As for hash algorithms, you can grossly classify them as "cryptographic hashes" and "non-cryptographic hashes". Cryptographic hash algorithms are designed to withstand a number of attacks, while non-cryptographic hashes are designed to be as fast as possible.1 MD5, for example, is considered a cryptographic hash, but so broken that it's only usable as a non-cryptographic hash.
When to use a non-cryptographic hash
If your goal is to detect bit-flips when copying a file from one location to another (say, a thumb drive to a laptop), then MD5 is absolutely the right choice. I would even go as far as saying any fast, non-cryptographic hash is good. When you copy files, you realistically do not need to fear attacker interference. If you are paranoid about hackers being able to modify your kernel, then adding hashes will not solve your problems.

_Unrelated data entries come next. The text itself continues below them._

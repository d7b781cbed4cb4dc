// src/config/model.rs

use std::collections::BTreeMap;
use std::path::PathBuf;
use std::time::Duration;

use serde::Deserialize;

use crate::exec::BatchSettings;
use crate::provider::{ResourceSpec, SchedulerKind};
use crate::types::{ExecutorHint, Value};

/// Top-level configuration as read from a TOML file.
///
/// ```toml
/// [kernel]
/// run_dir = "runinfo"
/// retries = 1
///
/// [executor.local]
/// kind = "local"
/// max_workers = 4
///
/// [task.A]
/// cmd = "echo 5"
///
/// [task.B]
/// cmd = "echo $(( {x} + 1 ))"
/// args = { x = "@A" }
/// ```
///
/// All sections except `[task.*]` are optional. Without any `[executor.*]`
/// section a single local executor named `local` is used.
#[derive(Debug, Clone, Deserialize)]
#[serde(deny_unknown_fields)]
pub struct RawConfigFile {
    #[serde(default)]
    pub kernel: KernelSection,

    /// Keys are executor names.
    #[serde(default)]
    pub executor: BTreeMap<String, ExecutorConfig>,

    /// Keys are task names, used by `@name` references and `after`.
    #[serde(default)]
    pub task: BTreeMap<String, TaskConfig>,
}

/// `[kernel]` section.
#[derive(Debug, Clone, Deserialize)]
#[serde(deny_unknown_fields)]
pub struct KernelSection {
    #[serde(default = "default_run_dir")]
    pub run_dir: PathBuf,

    /// Retry budget of tasks that do not set their own.
    #[serde(default)]
    pub retries: u32,

    /// Base delay before the first retry; doubled for every further one.
    #[serde(default)]
    pub retry_delay: Option<String>,

    #[serde(default)]
    pub max_retry_delay: Option<String>,

    #[serde(default)]
    pub default_executor: Option<String>,

    #[serde(default = "default_shutdown_timeout")]
    pub shutdown_timeout: String,

    /// Abort every unfinished task once one task fails for good.
    #[serde(default)]
    pub fail_fast: bool,
}

fn default_run_dir() -> PathBuf {
    PathBuf::from("runinfo")
}

fn default_shutdown_timeout() -> String {
    "30s".to_string()
}

impl Default for KernelSection {
    fn default() -> Self {
        Self {
            run_dir: default_run_dir(),
            retries: 0,
            retry_delay: None,
            max_retry_delay: None,
            default_executor: None,
            shutdown_timeout: default_shutdown_timeout(),
            fail_fast: false,
        }
    }
}

#[derive(Debug, Clone, Copy, PartialEq, Eq, Deserialize)]
#[serde(rename_all = "lowercase")]
pub enum ExecutorKind {
    Local,
    Batch,
}

/// `[executor.<name>]` section.
#[derive(Debug, Clone, Deserialize)]
#[serde(deny_unknown_fields)]
pub struct ExecutorConfig {
    pub kind: ExecutorKind,

    #[serde(default = "default_max_workers")]
    pub max_workers: usize,

    /// Working directory of local tasks; defaults to the current directory.
    #[serde(default)]
    pub workdir: Option<PathBuf>,

    #[serde(default)]
    pub poll_interval: Option<String>,

    #[serde(default)]
    pub max_held: Option<String>,

    #[serde(default)]
    pub status_retries: Option<u32>,

    /// Required for `kind = "batch"`, rejected otherwise.
    #[serde(default)]
    pub provider: Option<ProviderConfig>,
}

fn default_max_workers() -> usize {
    1
}

/// `[executor.<name>.provider]` section.
#[derive(Debug, Clone, Deserialize)]
#[serde(deny_unknown_fields)]
pub struct ProviderConfig {
    pub scheduler: SchedulerKind,

    /// Where scripts and job files live on the target.
    #[serde(default = "default_script_dir")]
    pub script_dir: PathBuf,

    #[serde(default)]
    pub walltime: Option<String>,

    #[serde(default = "default_one")]
    pub nodes: u32,

    #[serde(default = "default_one")]
    pub tasks_per_node: u32,

    #[serde(default)]
    pub queue: Option<String>,

    #[serde(default)]
    pub account: Option<String>,

    /// Extra directives pasted into the submit script.
    #[serde(default)]
    pub scheduler_options: Option<String>,

    /// Replacement for the scheduler's built-in submit template.
    #[serde(default)]
    pub template: Option<String>,

    #[serde(default)]
    pub channel: ChannelConfig,
}

fn default_script_dir() -> PathBuf {
    PathBuf::from(".dagkernel_scripts")
}

fn default_one() -> u32 {
    1
}

/// `[executor.<name>.provider.channel]` section.
#[derive(Debug, Clone, PartialEq, Eq, Deserialize)]
#[serde(tag = "kind", rename_all = "lowercase", deny_unknown_fields)]
pub enum ChannelConfig {
    Local {
        #[serde(default)]
        cwd: Option<PathBuf>,
    },
    Ssh {
        host: String,
        #[serde(default)]
        user: Option<String>,
        #[serde(default)]
        port: Option<u16>,
    },
}

impl Default for ChannelConfig {
    fn default() -> Self {
        ChannelConfig::Local { cwd: None }
    }
}

/// `[task.<name>]` section.
#[derive(Debug, Clone, Deserialize)]
#[serde(deny_unknown_fields)]
pub struct TaskConfig {
    /// Shell command template; `{name}` placeholders are filled from `args`.
    pub cmd: String,

    /// Keyword arguments. A string `"@A"` is the result of task `A`,
    /// `"@A:file"` the staged path of `A`'s declared output `file`, and
    /// `"@@x"` the literal string `"@x"`.
    #[serde(default)]
    pub args: BTreeMap<String, Value>,

    /// Entries of `{inputs}`; same reference syntax as `args`.
    #[serde(default)]
    pub inputs: Vec<Value>,

    /// Ordering-only dependencies.
    #[serde(default)]
    pub after: Vec<String>,

    #[serde(default)]
    pub outputs: Vec<String>,

    /// `"name"` or `["a", "b"]`.
    #[serde(default)]
    pub executor: Option<ExecutorHint>,

    #[serde(default)]
    pub retries: Option<u32>,

    #[serde(default)]
    pub walltime: Option<String>,

    #[serde(default)]
    pub stdout: Option<PathBuf>,

    #[serde(default)]
    pub stderr: Option<PathBuf>,
}

/// Validated configuration: every reference resolves, every duration parsed
/// and the task graph is acyclic.
///
/// Only produced by `TryFrom<RawConfigFile>`.
#[derive(Debug, Clone)]
pub struct KernelConfig {
    pub kernel: KernelSettings,
    pub executors: BTreeMap<String, ExecutorSpec>,
    pub tasks: BTreeMap<String, TaskSpec>,
    /// Task names, dependencies first.
    order: Vec<String>,
}

impl KernelConfig {
    pub(crate) fn new_unchecked(
        kernel: KernelSettings,
        executors: BTreeMap<String, ExecutorSpec>,
        tasks: BTreeMap<String, TaskSpec>,
        order: Vec<String>,
    ) -> Self {
        Self {
            kernel,
            executors,
            tasks,
            order,
        }
    }

    /// Task names in an order where every task follows its dependencies.
    pub fn topological_order(&self) -> &[String] {
        &self.order
    }
}

#[derive(Debug, Clone, PartialEq, Eq)]
pub struct KernelSettings {
    pub run_dir: PathBuf,
    pub retries: u32,
    pub retry_delay: Duration,
    pub max_retry_delay: Duration,
    pub default_executor: Option<String>,
    pub shutdown_timeout: Duration,
    pub fail_fast: bool,
}

#[derive(Debug, Clone, PartialEq, Eq)]
pub enum ExecutorSpec {
    Local {
        max_workers: usize,
        workdir: Option<PathBuf>,
    },
    Batch {
        max_workers: usize,
        settings: BatchSettings,
        provider: ProviderSpec,
    },
}

impl ExecutorSpec {
    pub fn max_workers(&self) -> usize {
        match self {
            ExecutorSpec::Local { max_workers, .. } | ExecutorSpec::Batch { max_workers, .. } => {
                *max_workers
            }
        }
    }

    pub fn kind(&self) -> ExecutorKind {
        match self {
            ExecutorSpec::Local { .. } => ExecutorKind::Local,
            ExecutorSpec::Batch { .. } => ExecutorKind::Batch,
        }
    }
}

#[derive(Debug, Clone, PartialEq, Eq)]
pub struct ProviderSpec {
    pub scheduler: SchedulerKind,
    pub script_dir: PathBuf,
    pub resources: ResourceSpec,
    pub template: Option<String>,
    pub channel: ChannelConfig,
}

/// One argument of a configured task.
#[derive(Debug, Clone, PartialEq)]
pub enum ArgRef {
    Value(Value),
    /// Result of another task.
    Task(String),
    /// Staged path of another task's declared output.
    Output { task: String, file: String },
}

impl ArgRef {
    /// Decode the `@name` / `@name:file` / `@@literal` syntax.
    pub fn parse(value: &Value) -> Self {
        let Some(s) = value.as_str() else {
            return ArgRef::Value(value.clone());
        };
        if let Some(literal) = s.strip_prefix("@@") {
            return ArgRef::Value(Value::String(format!("@{literal}")));
        }
        match s.strip_prefix('@') {
            Some(reference) => match reference.split_once(':') {
                Some((task, file)) => ArgRef::Output {
                    task: task.to_string(),
                    file: file.to_string(),
                },
                None => ArgRef::Task(reference.to_string()),
            },
            None => ArgRef::Value(value.clone()),
        }
    }

    /// Task this argument waits on, if any.
    pub fn task(&self) -> Option<&str> {
        match self {
            ArgRef::Value(_) => None,
            ArgRef::Task(task) | ArgRef::Output { task, .. } => Some(task),
        }
    }
}

#[derive(Debug, Clone, PartialEq)]
pub struct TaskSpec {
    pub name: String,
    pub cmd: String,
    pub args: BTreeMap<String, ArgRef>,
    pub inputs: Vec<ArgRef>,
    pub after: Vec<String>,
    pub outputs: Vec<String>,
    pub executor: ExecutorHint,
    pub retries: Option<u32>,
    pub walltime: Option<Duration>,
    pub stdout: Option<PathBuf>,
    pub stderr: Option<PathBuf>,
}

impl TaskSpec {
    /// Names of the tasks this one waits on, without duplicates.
    pub fn dependencies(&self) -> Vec<&str> {
        let mut deps: Vec<&str> = Vec::new();
        let referenced = self
            .args
            .values()
            .chain(self.inputs.iter())
            .filter_map(ArgRef::task)
            .chain(self.after.iter().map(String::as_str));
        for dep in referenced {
            if !deps.contains(&dep) {
                deps.push(dep);
            }
        }
        deps
    }
}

Verifying file integrity with attacker interference
If you intend to sign and publish those files, then an attacker might have the ability to craft a possibly legitimate file with the same hash - meaning that your signature is just as valid on the malicious file.
An example
Let's say your original message m1
looks like this:
I hereby declare that the bunny rules!
You use your hash function h(m1)
and gain the digest d1
. Afterwards, you sign the digest d1
and get a signature s1
.
You then publish your message m1
, your signature s1
and your hash function h()
.
I might be the attacker in the scenario and craft a message m2
that has the exact same hash in your chosen hash function:
It is publicly known that dogs are better than bunnies in every regard...
Since h(m1) = h(m2) = d1
, the signature s1
is valid for both your original m1
and my malicious m2
.
In order to defend yourself against such attacks, it is vital to choose a strong hash algorithm with high resistance to collisions. This means that it becomes very hard for me to find an m2
where h(m2) = h(m1)
.
Good choices would include SHA256 and SHA512, as well as tons of others. It seems everyone has some favourite non-mainstream hash functions, but SHA256 and SHA512 have very widespread support and it will be hard for you to find a system that does not support these hashes. And since your files are very small, calculating the hash should be almost instant.
For example, on my 800MHz machine, calculating the SHA512 hash of a 16k random file took 3ms, so even on a toaster it should be relatively quick.
1 You can see the same thing with random number generators. Cryptographic PRNGs aim to deliver random numbers that are really hard to guess, while non-crypto PRNGs aim to just give numbers that look random at first glance and do that fast.